#### WORK INSTRUCTIONS:
From the entries below, gather each line containing the word "HashMap".

#### SOURCE INFORMATION:
^^^^
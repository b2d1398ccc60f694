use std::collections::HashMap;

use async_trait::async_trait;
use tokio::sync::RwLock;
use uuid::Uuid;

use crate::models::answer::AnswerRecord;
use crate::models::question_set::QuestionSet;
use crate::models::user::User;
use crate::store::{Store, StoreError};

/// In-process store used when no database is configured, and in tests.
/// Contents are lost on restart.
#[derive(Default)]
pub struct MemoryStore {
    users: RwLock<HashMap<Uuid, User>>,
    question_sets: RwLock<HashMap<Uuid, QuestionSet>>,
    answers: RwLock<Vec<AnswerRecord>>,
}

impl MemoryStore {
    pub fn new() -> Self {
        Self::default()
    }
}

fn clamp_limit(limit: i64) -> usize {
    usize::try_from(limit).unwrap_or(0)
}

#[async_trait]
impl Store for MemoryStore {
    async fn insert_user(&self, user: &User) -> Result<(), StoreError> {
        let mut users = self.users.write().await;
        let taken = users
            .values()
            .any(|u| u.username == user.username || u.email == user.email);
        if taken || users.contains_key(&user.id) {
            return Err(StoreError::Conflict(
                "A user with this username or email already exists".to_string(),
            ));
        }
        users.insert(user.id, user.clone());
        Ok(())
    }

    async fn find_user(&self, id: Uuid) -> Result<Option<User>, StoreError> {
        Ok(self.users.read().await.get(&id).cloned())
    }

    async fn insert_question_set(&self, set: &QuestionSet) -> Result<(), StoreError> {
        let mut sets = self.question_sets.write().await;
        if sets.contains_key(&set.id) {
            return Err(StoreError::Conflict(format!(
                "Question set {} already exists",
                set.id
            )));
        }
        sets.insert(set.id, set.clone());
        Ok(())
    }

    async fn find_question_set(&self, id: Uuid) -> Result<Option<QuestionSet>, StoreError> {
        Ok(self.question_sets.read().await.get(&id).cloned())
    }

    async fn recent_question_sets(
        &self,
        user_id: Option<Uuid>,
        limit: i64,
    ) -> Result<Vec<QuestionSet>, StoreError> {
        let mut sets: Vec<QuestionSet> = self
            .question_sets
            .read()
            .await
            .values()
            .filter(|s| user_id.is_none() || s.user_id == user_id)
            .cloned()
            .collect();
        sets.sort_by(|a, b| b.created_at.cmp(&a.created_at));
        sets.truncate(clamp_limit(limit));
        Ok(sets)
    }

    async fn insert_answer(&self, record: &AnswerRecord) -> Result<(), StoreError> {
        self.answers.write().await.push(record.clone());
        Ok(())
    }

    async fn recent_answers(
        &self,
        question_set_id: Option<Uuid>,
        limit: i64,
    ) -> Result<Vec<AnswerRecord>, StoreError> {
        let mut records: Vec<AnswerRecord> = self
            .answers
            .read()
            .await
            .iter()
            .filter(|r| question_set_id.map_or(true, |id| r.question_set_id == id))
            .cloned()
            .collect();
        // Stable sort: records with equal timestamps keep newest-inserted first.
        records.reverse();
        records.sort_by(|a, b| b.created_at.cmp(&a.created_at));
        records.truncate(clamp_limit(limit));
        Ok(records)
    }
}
^^^^
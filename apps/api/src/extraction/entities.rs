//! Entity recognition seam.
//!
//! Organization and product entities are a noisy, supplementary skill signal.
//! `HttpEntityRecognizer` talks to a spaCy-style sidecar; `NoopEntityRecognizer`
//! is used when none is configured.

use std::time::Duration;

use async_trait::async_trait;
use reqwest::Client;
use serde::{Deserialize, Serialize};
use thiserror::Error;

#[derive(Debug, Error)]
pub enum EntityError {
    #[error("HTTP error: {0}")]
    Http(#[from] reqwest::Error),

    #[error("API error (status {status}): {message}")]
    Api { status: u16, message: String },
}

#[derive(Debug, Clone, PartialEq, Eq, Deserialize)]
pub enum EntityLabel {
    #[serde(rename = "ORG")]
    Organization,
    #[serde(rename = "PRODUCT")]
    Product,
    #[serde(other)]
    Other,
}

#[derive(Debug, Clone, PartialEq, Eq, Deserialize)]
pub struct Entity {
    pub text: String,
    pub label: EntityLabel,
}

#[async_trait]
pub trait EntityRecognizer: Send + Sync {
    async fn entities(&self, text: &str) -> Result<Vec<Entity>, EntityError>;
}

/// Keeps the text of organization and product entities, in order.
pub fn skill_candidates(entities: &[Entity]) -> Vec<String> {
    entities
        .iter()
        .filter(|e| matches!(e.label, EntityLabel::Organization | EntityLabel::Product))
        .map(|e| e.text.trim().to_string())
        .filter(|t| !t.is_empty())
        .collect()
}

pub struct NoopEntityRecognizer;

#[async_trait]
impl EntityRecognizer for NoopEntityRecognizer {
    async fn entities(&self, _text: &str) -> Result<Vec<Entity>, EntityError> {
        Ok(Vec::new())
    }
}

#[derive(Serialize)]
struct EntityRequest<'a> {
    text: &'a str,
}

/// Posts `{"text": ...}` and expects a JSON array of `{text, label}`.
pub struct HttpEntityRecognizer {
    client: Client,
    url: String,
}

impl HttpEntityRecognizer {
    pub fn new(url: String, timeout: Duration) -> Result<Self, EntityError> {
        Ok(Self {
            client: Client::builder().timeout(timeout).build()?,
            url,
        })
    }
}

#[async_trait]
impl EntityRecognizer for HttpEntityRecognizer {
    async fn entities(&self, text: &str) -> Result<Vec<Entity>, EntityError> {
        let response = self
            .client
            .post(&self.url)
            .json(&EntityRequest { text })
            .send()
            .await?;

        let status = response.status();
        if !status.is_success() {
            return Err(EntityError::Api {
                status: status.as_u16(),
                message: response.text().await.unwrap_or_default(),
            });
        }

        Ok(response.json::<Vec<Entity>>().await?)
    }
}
^^^^
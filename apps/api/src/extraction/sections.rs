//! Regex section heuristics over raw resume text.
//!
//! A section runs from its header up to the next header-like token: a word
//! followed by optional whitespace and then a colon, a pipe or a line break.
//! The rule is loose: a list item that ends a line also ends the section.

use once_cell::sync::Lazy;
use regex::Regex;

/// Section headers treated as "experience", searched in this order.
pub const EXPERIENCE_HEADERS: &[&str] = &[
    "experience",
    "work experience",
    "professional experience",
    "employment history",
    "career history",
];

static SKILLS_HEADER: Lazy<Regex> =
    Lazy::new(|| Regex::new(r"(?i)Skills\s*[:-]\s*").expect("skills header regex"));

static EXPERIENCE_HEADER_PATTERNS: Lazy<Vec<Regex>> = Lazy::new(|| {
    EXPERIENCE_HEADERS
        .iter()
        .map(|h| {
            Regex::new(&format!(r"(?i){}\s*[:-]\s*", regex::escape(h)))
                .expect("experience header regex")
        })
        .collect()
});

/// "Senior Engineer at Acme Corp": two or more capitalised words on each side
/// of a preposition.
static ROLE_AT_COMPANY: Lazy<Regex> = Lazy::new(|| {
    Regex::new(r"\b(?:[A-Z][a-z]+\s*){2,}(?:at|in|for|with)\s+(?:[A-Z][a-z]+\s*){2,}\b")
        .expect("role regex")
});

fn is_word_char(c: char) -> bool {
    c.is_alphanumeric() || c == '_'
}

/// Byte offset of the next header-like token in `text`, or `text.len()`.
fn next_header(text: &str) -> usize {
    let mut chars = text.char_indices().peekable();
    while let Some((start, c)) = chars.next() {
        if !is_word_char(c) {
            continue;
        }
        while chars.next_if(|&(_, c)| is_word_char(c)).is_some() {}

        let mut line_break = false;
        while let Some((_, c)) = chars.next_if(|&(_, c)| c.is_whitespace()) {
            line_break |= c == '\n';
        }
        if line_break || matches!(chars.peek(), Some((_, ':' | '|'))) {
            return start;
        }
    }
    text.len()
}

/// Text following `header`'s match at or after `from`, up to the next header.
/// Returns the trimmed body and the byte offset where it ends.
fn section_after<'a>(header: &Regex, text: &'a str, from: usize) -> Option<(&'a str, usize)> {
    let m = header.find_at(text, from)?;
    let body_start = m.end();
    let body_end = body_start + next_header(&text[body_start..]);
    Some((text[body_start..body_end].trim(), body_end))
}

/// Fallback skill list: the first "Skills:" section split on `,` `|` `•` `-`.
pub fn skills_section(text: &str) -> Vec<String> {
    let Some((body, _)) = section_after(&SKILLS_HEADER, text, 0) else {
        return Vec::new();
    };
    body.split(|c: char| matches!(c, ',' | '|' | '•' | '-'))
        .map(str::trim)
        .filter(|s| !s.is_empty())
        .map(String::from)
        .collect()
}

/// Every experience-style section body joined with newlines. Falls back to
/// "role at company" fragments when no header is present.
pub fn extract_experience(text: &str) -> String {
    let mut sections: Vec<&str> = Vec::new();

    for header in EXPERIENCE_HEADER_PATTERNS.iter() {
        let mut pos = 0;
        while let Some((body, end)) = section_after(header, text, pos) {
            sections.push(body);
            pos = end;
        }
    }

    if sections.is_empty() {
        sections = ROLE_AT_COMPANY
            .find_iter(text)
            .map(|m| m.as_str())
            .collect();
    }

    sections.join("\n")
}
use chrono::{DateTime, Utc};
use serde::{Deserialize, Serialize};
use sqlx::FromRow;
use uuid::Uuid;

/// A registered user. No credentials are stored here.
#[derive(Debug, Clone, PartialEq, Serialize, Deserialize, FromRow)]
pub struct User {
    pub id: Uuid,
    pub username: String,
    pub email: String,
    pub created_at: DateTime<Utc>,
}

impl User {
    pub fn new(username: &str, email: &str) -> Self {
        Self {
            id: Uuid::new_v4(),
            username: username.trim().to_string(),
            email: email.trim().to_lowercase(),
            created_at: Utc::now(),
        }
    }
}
^^^^
#### EXPECTED ANSWER:
use std::collections::HashMap;
    users: RwLock<HashMap<Uuid, User>>,
    question_sets: RwLock<HashMap<Uuid, QuestionSet>>,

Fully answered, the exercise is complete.